Wow, 25yearsmlc, that's a lot to think about. I've re-read your comments many times, gave it a lot of thought. I agree with parts, disagree with others, in between on some, appreciate them all. It's hard to respond without going off in many directions, but I'll try.
I think the springboard for your comments was the robe-opening, so you're saying it's all about the sex for me. That's big, yes, but it's not the whole thing.
Let's look at recent months. One sexual encounter in the past three months and it was initiated by W and didn't involve intercourse. I cut out any advances, any innuendo, any playfulness like robe-opening. No sexuality whatsoever has been part of our joint lives this fall, with the one exception, until I made one innuendo when discussing gift-giving and then the robe-opening.
Yes, the robe thing had often been an initiation when the kids were small, but in recent years it's been rare and usually just involves me having a good look, a big sigh of longing, and that's the end of it. The opportunity isn't there to go any further, as was the case this time. That being said, I do agree my timing was horrendous and I do wish I hadn't done it. It still constitutes pressure. But I do see it as one stumble in what has largely been a hands-off approach (pun intended), this fall in particular, and generally for the last five years at least. I am waiting and I have waited.
The arm in the kitchen incident wasn't foreplay at all. Yes, we've had little touching for years now, but she's been receptive to this kind of hug in recent weeks. I thought she found it comforting. Maybe not. I'm just trying to figure out what she wants.
Yes, the SSM has been my focus for a long time. This fall, I've come to realize there's emotional gaps that might even be more important for me. My little poem didn't mention sex directly, although it is one aspect of touch. Touch, talk, time is what I mentioned. It's been a struggle to understand that her lack of interest in these things this fall is not rejection of me, but a coping mechanism. My gut reaction is to take it as rejection. Intellectually, I can see that she craves routine, and if our relationship routine has not involved talk, touch, time, then she doesn't want to tackle that now.
It takes awhile for the emotions to jump on board the intellectual train, so I'll probably still have a few lapses like the one I was having when I wrote the post you responded to. But I think I've been doing a half-decent job of giving her space. Certainly not as demanding as you conclude.
I'm fine with working on our relationship after the grieving settles down. I understand that. Doesn't mean it still isn't difficult to keep it to myself. That's why I'm on this board - I want to talk about it with someone and I know I can't talk about it with W right now. Again, I'm trying to give her space.
As for my timing, is it always a choice? Crises have a way of ripping the lids off cans that've been sitting quietly on the shelf during normal times. That's why crises are often major turning points - they bring things to a head. In our case, the escalating medical crisis with Grandma led to W's increased smoking and my efforts at support led to her revelation about the smoking, which rocked my world and exposed our entire relationship to a big re-evaluation.
My role in caring for the sick child and with chores in general is a subject W and I will get into down the road. She definitely carries the bigger load, but I'm far from absent. I do my share. Is she resentful? I don't know. Possibly it's been quietly building all these years just like it has for me over the SSM. I've started picking up more tasks, and I'm willing to do more.
I should clarify about the sick child. He's an average kid to look at him. But he's got an immune disorder that places him at high risk of contracting an infection that could potentially kill him within days. He's never required a high degree of day-to-day care, but it's been a long slog through the medical system. It took several years of one medical visit and test after another before a proper diagnosis was made, which was close to two years ago now. He's been improving with his treatment plan over the past 18 months, but still has a ways to go. He's at a much lower risk and outlook is good for full recovery.

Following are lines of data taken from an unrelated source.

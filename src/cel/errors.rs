//! Errors raised by each stage of the expression engine.

use thiserror::Error;

/// Syntax error from the lexer or parser
#[derive(Error, Debug, Clone, PartialEq)]
#[error("{message} at position {pos}")]
pub struct ParseError {
    pub message: String,
    pub pos: usize,
}

impl ParseError {
    pub fn new(message: impl Into<String>, pos: usize) -> Self {
        Self {
            message: message.into(),
            pos,
        }
    }
}

/// All issues found while type-checking one expression
#[derive(Error, Debug, Clone, PartialEq)]
#[error("{}", .issues.join("; "))]
pub struct CheckError {
    pub issues: Vec<String>,
}

#[derive(Error, Debug, Clone, PartialEq)]
pub enum CompileError {
    #[error("no implementation bound for overload '{overload}' of function '{function}'")]
    UnboundOverload { function: String, overload: String },

    #[error("function '{function}' has no checked overloads")]
    UnresolvedCall { function: String },
}

#[derive(Error, Debug, Clone, PartialEq)]
pub enum EvalError {
    #[error("division by zero")]
    DivisionByZero,

    #[error("modulus by zero")]
    ModulusByZero,

    #[error("{0} overflow")]
    Overflow(String),

    #[error("no such key: {0}")]
    NoSuchKey(String),

    #[error("index out of range: {index} (size {size})")]
    IndexOutOfRange { index: i64, size: usize },

    #[error("no such overload: {function}({args})")]
    NoMatchingOverload { function: String, args: String },

    #[error("no value bound for variable '{0}'")]
    UnboundVariable(String),

    #[error("{0}")]
    InvalidArgument(String),
}

impl EvalError {
    pub fn no_overload(function: &str, args: &[&str]) -> Self {
        EvalError::NoMatchingOverload {
            function: function.to_string(),
            args: args.join(", "),
        }
    }
}

/// Raised while assembling an [`Env`](super::env::Env)
#[derive(Error, Debug, Clone, PartialEq)]
pub enum EnvError {
    #[error("variable '{0}' is already declared")]
    DuplicateVariable(String),

    #[error("overload '{0}' is already declared")]
    DuplicateOverload(String),

    #[error("overload '{overload}' of function '{function}' is declared as a member but has no receiver parameter")]
    MissingReceiver { function: String, overload: String },

    #[error("cannot bind unknown overload '{0}'")]
    UnknownOverload(String),

    #[error("library '{library}' failed: {message}")]
    Library { library: String, message: String },
}

#[cfg(test)]
mod tests {
    use super::*;

    #[test]
    fn test_parse_error_display() {
        let e = ParseError::new("Unexpected token", 4);
        assert_eq!(e.to_string(), "Unexpected token at position 4");
    }

    #[test]
    fn test_check_error_joins_issues() {
        let e = CheckError {
            issues: vec!["undeclared reference to 'x'".into(), "bad".into()],
        };
        assert_eq!(e.to_string(), "undeclared reference to 'x'; bad");
    }

    #[test]
    fn test_eval_error_display() {
        assert!(EvalError::DivisionByZero.to_string().contains("division"));
        let e = EvalError::no_overload("_+_", &["int", "string"]);
        assert_eq!(e.to_string(), "no such overload: _+_(int, string)");
        let e = EvalError::IndexOutOfRange { index: 3, size: 2 };
        assert!(e.to_string().contains("3"));
    }

    #[test]
    fn test_env_error_display() {
        let e = EnvError::DuplicateVariable("body".into());
        assert!(e.to_string().contains("body"));
    }
}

The stress came from not knowing, from struggling through the medical system, from the high risk, from seeing him miss out on large chunks of childhood (missed months of school per year, couldn't enroll in sports or arts, restricted playdates). W postponed her career to stay home with him and usher him through the medical system. She researched everything, stayed on top of the doctors, taught them things - it was a full-time job, much less so since his treatment began.